(Data)

//! File-table syscalls and the per-descriptor dispatch.

use x86_64::VirtAddr;

use super::{SyscallError, SyscallResult};
use crate::config::{MAX_ARGS_LENGTH, MAX_OPEN_FILES};
use crate::fs::fd::{FileDescriptor, FileFlags, FileOps};
use crate::kernel::KernelState;
use crate::machine::Machine;
use crate::memory::{PROGRAM_WINDOW_END, PROGRAM_WINDOW_START, VIDEO_WINDOW_START};

/// First descriptor `open` may hand out. 0 and 1 are the terminal.
const FIRST_FREE_FD: usize = 2;

impl<'a> KernelState<'a> {
    fn descriptor<M: Machine>(&self, machine: &M, fd: usize) -> SyscallResult<FileDescriptor> {
        let pid = self.current_pid(machine)?;
        let pcb = self.processes.pcb(pid).ok_or(SyscallError::InvalidArgument)?;
        let descriptor = *pcb.files.get(fd).ok_or(SyscallError::InvalidArgument)?;
        if !descriptor.is_open() {
            return Err(SyscallError::InvalidArgument);
        }
        Ok(descriptor)
    }

    fn set_position<M: Machine>(&mut self, machine: &M, fd: usize, position: u32) -> SyscallResult<()> {
        let pid = self.current_pid(machine)?;
        let pcb = self.processes.pcb_mut(pid).ok_or(SyscallError::InvalidArgument)?;
        pcb.files[fd].position = position;
        Ok(())
    }

    fn open_binding<M: Machine>(&mut self, machine: &mut M, ops: FileOps) -> SyscallResult<()> {
        match ops {
            FileOps::Rtc => {
                self.rtc.open(machine);
                Ok(())
            }
            FileOps::Directory | FileOps::Regular => Ok(()),
            FileOps::TerminalIn | FileOps::TerminalOut | FileOps::Closed => Err(SyscallError::InvalidArgument),
        }
    }

    pub(crate) fn close_binding<M: Machine>(&mut self, _machine: &mut M, ops: FileOps) -> SyscallResult<()> {
        match ops {
            FileOps::Rtc | FileOps::Directory | FileOps::Regular => Ok(()),
            FileOps::TerminalIn | FileOps::TerminalOut | FileOps::Closed => Err(SyscallError::InvalidArgument),
        }
    }

    /// Bind the lowest free descriptor to the file called `name`.
    pub fn open<M: Machine>(&mut self, machine: &mut M, name: &[u8]) -> SyscallResult<usize> {
        let pid = self.current_pid(machine)?;
        let entry = self.fs.lookup_by_name(name)?;
        let pcb = self.processes.pcb_mut(pid).ok_or(SyscallError::InvalidArgument)?;
        let fd = (FIRST_FREE_FD..MAX_OPEN_FILES)
            .find(|&fd| !pcb.files[fd].is_open())
            .ok_or(SyscallError::ResourceExhausted)?;

        let ops = FileOps::for_type(entry.file_type);
        pcb.files[fd] = FileDescriptor {
            ops,
            flags: FileFlags::OPEN,
            inode: entry.inode,
            position: 0,
        };
        if self.open_binding(machine, ops).is_err() {
            if let Some(pcb) = self.processes.pcb_mut(pid) {
                pcb.files[fd] = FileDescriptor::CLOSED;
            }
            return Err(SyscallError::InvalidArgument);
        }
        Ok(fd)
    }

    pub fn close<M: Machine>(&mut self, machine: &mut M, fd: usize) -> SyscallResult<usize> {
        if fd < FIRST_FREE_FD {
            return Err(SyscallError::InvalidArgument);
        }
        let descriptor = self.descriptor(machine, fd)?;
        self.close_binding(machine, descriptor.ops)?;

        let pid = self.current_pid(machine)?;
        if let Some(pcb) = self.processes.pcb_mut(pid) {
            pcb.files[fd].flags.remove(FileFlags::OPEN);
            pcb.files[fd].ops = FileOps::Closed;
        }
        Ok(0)
    }

    /// Read through descriptor `fd`. Terminal input reports `WouldBlock` until a line is committed.
    pub fn read<M: Machine>(&mut self, machine: &mut M, fd: usize, buf: Option<&mut [u8]>) -> SyscallResult<usize> {
        let descriptor = self.descriptor(machine, fd)?;
        let buf = buf.ok_or(SyscallError::InvalidArgument)?;

        match descriptor.ops {
            FileOps::TerminalIn => {
                let terminal = self.current_terminal(machine)?;
                self.terminals
                    .get_mut(terminal)
                    .take_line(buf)
                    .ok_or(SyscallError::WouldBlock)
            }
            FileOps::Rtc => Ok(self.rtc.read(buf)),
            FileOps::Directory => {
                let index = descriptor.position as usize;
                if index >= self.fs.dir_count() {
                    return Ok(0);
                }
                let entry = self.fs.lookup_by_index(index)?;
                let name = entry.name();
                let count = name.len().min(buf.len());
                buf[..count].copy_from_slice(&name[..count]);
                self.set_position(machine, fd, descriptor.position + 1)?;
                Ok(count)
            }
            FileOps::Regular => {
                let count = self.fs.read_data(descriptor.inode, descriptor.position, buf)?;
                self.set_position(machine, fd, descriptor.position + count as u32)?;
                Ok(count)
            }
            FileOps::TerminalOut | FileOps::Closed => Err(SyscallError::InvalidArgument),
        }
    }

    pub fn write<M: Machine>(&mut self, machine: &mut M, fd: usize, buf: Option<&[u8]>) -> SyscallResult<usize> {
        let descriptor = self.descriptor(machine, fd)?;
        let buf = buf.ok_or(SyscallError::InvalidArgument)?;

        match descriptor.ops {
            FileOps::TerminalOut => {
                let terminal = self.current_terminal(machine)?;
                Ok(self.terminals.write(machine, terminal, buf))
            }
            FileOps::Rtc => self.rtc.write(machine, buf),
            FileOps::TerminalIn | FileOps::Directory | FileOps::Regular | FileOps::Closed => {
                Err(SyscallError::InvalidArgument)
            }
        }
    }

    /// Copy the caller's argument text, zero padded, into `buf`.
    pub fn getargs<M: Machine>(&mut self, machine: &mut M, buf: Option<&mut [u8]>) -> SyscallResult<usize> {
        let buf = buf.ok_or(SyscallError::InvalidArgument)?;
        let pid = self.current_pid(machine)?;
        let pcb = self.processes.pcb(pid).ok_or(SyscallError::InvalidArgument)?;
        if !pcb.has_args() {
            return Err(SyscallError::InvalidArgument);
        }
        let count = buf.len().min(MAX_ARGS_LENGTH);
        buf[..count].copy_from_slice(&pcb.args()[..count]);
        Ok(0)
    }

    /// Map the caller's terminal screen into the video window and return its address.
    ///
    /// `screen_start` is where the caller wants the address stored. It must
    /// lie inside the program window.
    pub fn vidmap<M: Machine>(&mut self, machine: &mut M, screen_start: u64) -> SyscallResult<VirtAddr> {
        let inside = screen_start >= PROGRAM_WINDOW_START
            && screen_start.checked_add(8).is_some_and(|end| end <= PROGRAM_WINDOW_END);
        if !inside {
            return Err(SyscallError::InvalidArgument);
        }
        let terminal = self.current_terminal(machine)?;
        let page = self.terminals.video_page(terminal);
        self.address_space.map_terminal_video(machine, page);
        Ok(VirtAddr::new(VIDEO_WINDOW_START))
    }

    /// Signals are not supported.
    pub fn set_handler(&mut self, _signum: u32, _handler: u64) -> SyscallResult<usize> {
        Err(SyscallError::InvalidArgument)
    }

    pub fn sigreturn(&mut self) -> SyscallResult<usize> {
        Err(SyscallError::InvalidArgument)
    }
}

#[cfg(test)]
mod tests {
    use super::*;
    use crate::config::MAX_OPEN_FILES;
    use crate::drivers::keyboard::scancodes::KeyCode;
    use crate::drivers::tty::TerminalId;
    use crate::memory::VGA_TEXT_MEMORY;
    use crate::testing::Fixture;
    use x86_64::PhysAddr;

    #[test]
    fn open_hands_out_the_lowest_free_descriptor() {
        let mut fx = Fixture::new();
        fx.start_shell();
        assert_eq!(fx.kernel.open(&mut fx.machine, b"frame0.txt"), Ok(2));
        assert_eq!(fx.kernel.open(&mut fx.machine, b"."), Ok(3));
        assert_eq!(fx.kernel.close(&mut fx.machine, 2), Ok(0));
        assert_eq!(fx.kernel.open(&mut fx.machine, b"rtc"), Ok(2));
        assert_eq!(fx.kernel.open(&mut fx.machine, b"nope"), Err(SyscallError::NotFound));
    }

    #[test]
    fn open_fails_when_the_table_is_full() {
        let mut fx = Fixture::new();
        fx.start_shell();
        for fd in 2..MAX_OPEN_FILES {
            assert_eq!(fx.kernel.open(&mut fx.machine, b"frame0.txt"), Ok(fd));
        }
        assert_eq!(fx.kernel.open(&mut fx.machine, b"frame0.txt"), Err(SyscallError::ResourceExhausted));
    }

    #[test]
    fn terminal_descriptors_cannot_be_closed() {
        let mut fx = Fixture::new();
        fx.start_shell();
        assert_eq!(fx.kernel.close(&mut fx.machine, 0), Err(SyscallError::InvalidArgument));
        assert_eq!(fx.kernel.close(&mut fx.machine, 1), Err(SyscallError::InvalidArgument));
        assert_eq!(fx.kernel.close(&mut fx.machine, 5), Err(SyscallError::InvalidArgument));
        assert_eq!(fx.kernel.close(&mut fx.machine, MAX_OPEN_FILES), Err(SyscallError::InvalidArgument));
    }

    #[test]
    fn regular_file_reads_advance_and_stop_at_the_end() {
        let mut fx = Fixture::new();
        fx.start_shell();
        let fd = fx.kernel.open(&mut fx.machine, b"frame0.txt").unwrap();
        let mut buf = [0u8; 6];
        assert_eq!(fx.kernel.read(&mut fx.machine, fd, Some(&mut buf[..])), Ok(6));
        assert_eq!(&buf, b"hello ");
        assert_eq!(fx.kernel.read(&mut fx.machine, fd, Some(&mut buf[..])), Ok(5));
        assert_eq!(&buf[..5], b"fish\n");
        assert_eq!(fx.kernel.read(&mut fx.machine, fd, Some(&mut buf[..])), Ok(0));
        assert_eq!(fx.kernel.read(&mut fx.machine, fd, None), Err(SyscallError::InvalidArgument));
        assert_eq!(fx.kernel.write(&mut fx.machine, fd, Some(&b"x"[..])), Err(SyscallError::InvalidArgument));
    }

    #[test]
    fn directory_reads_list_one_name_per_call() {
        let mut fx = Fixture::new();
        fx.start_shell();
        let fd = fx.kernel.open(&mut fx.machine, b".").unwrap();
        let mut names = Vec::new();
        loop {
            let mut buf = [0u8; 32];
            let count = fx.kernel.read(&mut fx.machine, fd, Some(&mut buf[..])).unwrap();
            if count == 0 {
                break;
            }
            names.push(String::from_utf8(buf[..count].to_vec()).unwrap());
        }
        assert_eq!(names.len(), fx.kernel.fs.dir_count());
        assert_eq!(names[0], ".");
        assert!(names.iter().any(|n| n == "frame0.txt"));
    }

    #[test]
    fn terminal_read_waits_for_a_committed_line() {
        let mut fx = Fixture::new();
        fx.start_shell();
        let mut buf = [0u8; 16];
        assert_eq!(fx.kernel.read(&mut fx.machine, 0, Some(&mut buf[..])), Err(SyscallError::WouldBlock));

        for key in [KeyCode::Char('l'), KeyCode::Char('s'), KeyCode::Enter] {
            fx.kernel.handle_key(&mut fx.machine, key);
        }
        assert_eq!(fx.kernel.read(&mut fx.machine, 0, Some(&mut buf[..])), Ok(3));
        assert_eq!(&buf[..3], b"ls\n");
        assert_eq!(fx.kernel.read(&mut fx.machine, 1, Some(&mut buf[..])), Err(SyscallError::InvalidArgument));
    }

    #[test]
    fn terminal_write_stops_at_nul() {
        let mut fx = Fixture::new();
        fx.start_shell();
        assert_eq!(fx.kernel.write(&mut fx.machine, 1, Some(&b"391OS> \0rest"[..])), Ok(7));
        assert!(fx.screen_text().starts_with("391OS> "));
        assert_eq!(fx.kernel.write(&mut fx.machine, 0, Some(&b"x"[..])), Err(SyscallError::InvalidArgument));
        assert_eq!(fx.kernel.write(&mut fx.machine, 1, None), Err(SyscallError::InvalidArgument));
    }

    #[test]
    fn rtc_descriptor_reads_ticks_and_sets_frequency() {
        let mut fx = Fixture::new();
        fx.start_shell();
        fx.kernel.rtc.write(&mut fx.machine, &512u32.to_le_bytes()).unwrap();
        let fd = fx.kernel.open(&mut fx.machine, b"rtc").unwrap();
        assert_eq!(fx.machine.rtc_hz, Some(2));

        assert_eq!(fx.kernel.write(&mut fx.machine, fd, Some(&32u32.to_le_bytes()[..])), Ok(4));
        assert_eq!(fx.machine.rtc_hz, Some(32));
        fx.kernel.rtc.tick();
        let mut buf = [0u8; 4];
        assert_eq!(fx.kernel.read(&mut fx.machine, fd, Some(&mut buf[..])), Ok(4));
        assert_eq!(u32::from_le_bytes(buf), 1);
        assert_eq!(fx.kernel.close(&mut fx.machine, fd), Ok(0));
        assert_eq!(fx.kernel.close(&mut fx.machine, fd), Err(SyscallError::InvalidArgument));
    }

    #[test]
    fn getargs_copies_the_argument_text() {
        let mut fx = Fixture::new();
        fx.start_shell();
        let mut buf = [0xAAu8; 4];
        assert_eq!(fx.kernel.getargs(&mut fx.machine, Some(&mut buf[..])), Err(SyscallError::InvalidArgument));

        fx.launch(b"cat frame0.txt");
        let mut buf = [0xAAu8; 16];
        assert_eq!(fx.kernel.getargs(&mut fx.machine, Some(&mut buf[..])), Ok(0));
        assert_eq!(&buf[..10], b"frame0.txt");
        assert!(buf[10..].iter().all(|&b| b == 0));
        assert_eq!(fx.kernel.getargs(&mut fx.machine, None), Err(SyscallError::InvalidArgument));
    }

    #[test]
    fn vidmap_validates_the_pointer_and_maps_the_screen() {
        let mut fx = Fixture::new();
        fx.start_shell();
        assert_eq!(fx.kernel.vidmap(&mut fx.machine, 0), Err(SyscallError::InvalidArgument));
        assert_eq!(fx.kernel.vidmap(&mut fx.machine, VIDEO_WINDOW_START), Err(SyscallError::InvalidArgument));

        let address = fx.kernel.vidmap(&mut fx.machine, PROGRAM_WINDOW_START + 0x100).unwrap();
        assert_eq!(address.as_u64(), VIDEO_WINDOW_START);
        assert_eq!(fx.kernel.address_space.video_target(), Some(PhysAddr::new(VGA_TEXT_MEMORY)));

        // A background terminal draws into its own page.
        fx.kernel.terminals.switch_display(&mut fx.machine, TerminalId(1));
        fx.kernel.vidmap(&mut fx.machine, PROGRAM_WINDOW_START).unwrap();
        assert_eq!(
            fx.kernel.address_space.video_target(),
            Some(fx.kernel.terminals.get(TerminalId(0)).page_address())
        );
    }

    #[test]
    fn signal_calls_are_unsupported() {
        let mut fx = Fixture::new();
        assert_eq!(fx.kernel.set_handler(2, 0x0804_8000), Err(SyscallError::InvalidArgument));
        assert_eq!(fx.kernel.sigreturn(), Err(SyscallError::InvalidArgument));
    }
}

(End Data)

Every line from the top of the material above through the line holding "fn descriptor<M: Machine>(&self, machine: &M, fd: usize)" should be reproduced word for word, and nothing beyond it.

Written response:
//! File-table syscalls and the per-descriptor dispatch.

use x86_64::VirtAddr;

use super::{SyscallError, SyscallResult};
use crate::config::{MAX_ARGS_LENGTH, MAX_OPEN_FILES};
use crate::fs::fd::{FileDescriptor, FileFlags, FileOps};
use crate::kernel::KernelState;
use crate::machine::Machine;
use crate::memory::{PROGRAM_WINDOW_END, PROGRAM_WINDOW_START, VIDEO_WINDOW_START};

/// First descriptor `open` may hand out. 0 and 1 are the terminal.
const FIRST_FREE_FD: usize = 2;

impl<'a> KernelState<'a> {
    fn descriptor<M: Machine>(&self, machine: &M, fd: usize) -> SyscallResult<FileDescriptor> {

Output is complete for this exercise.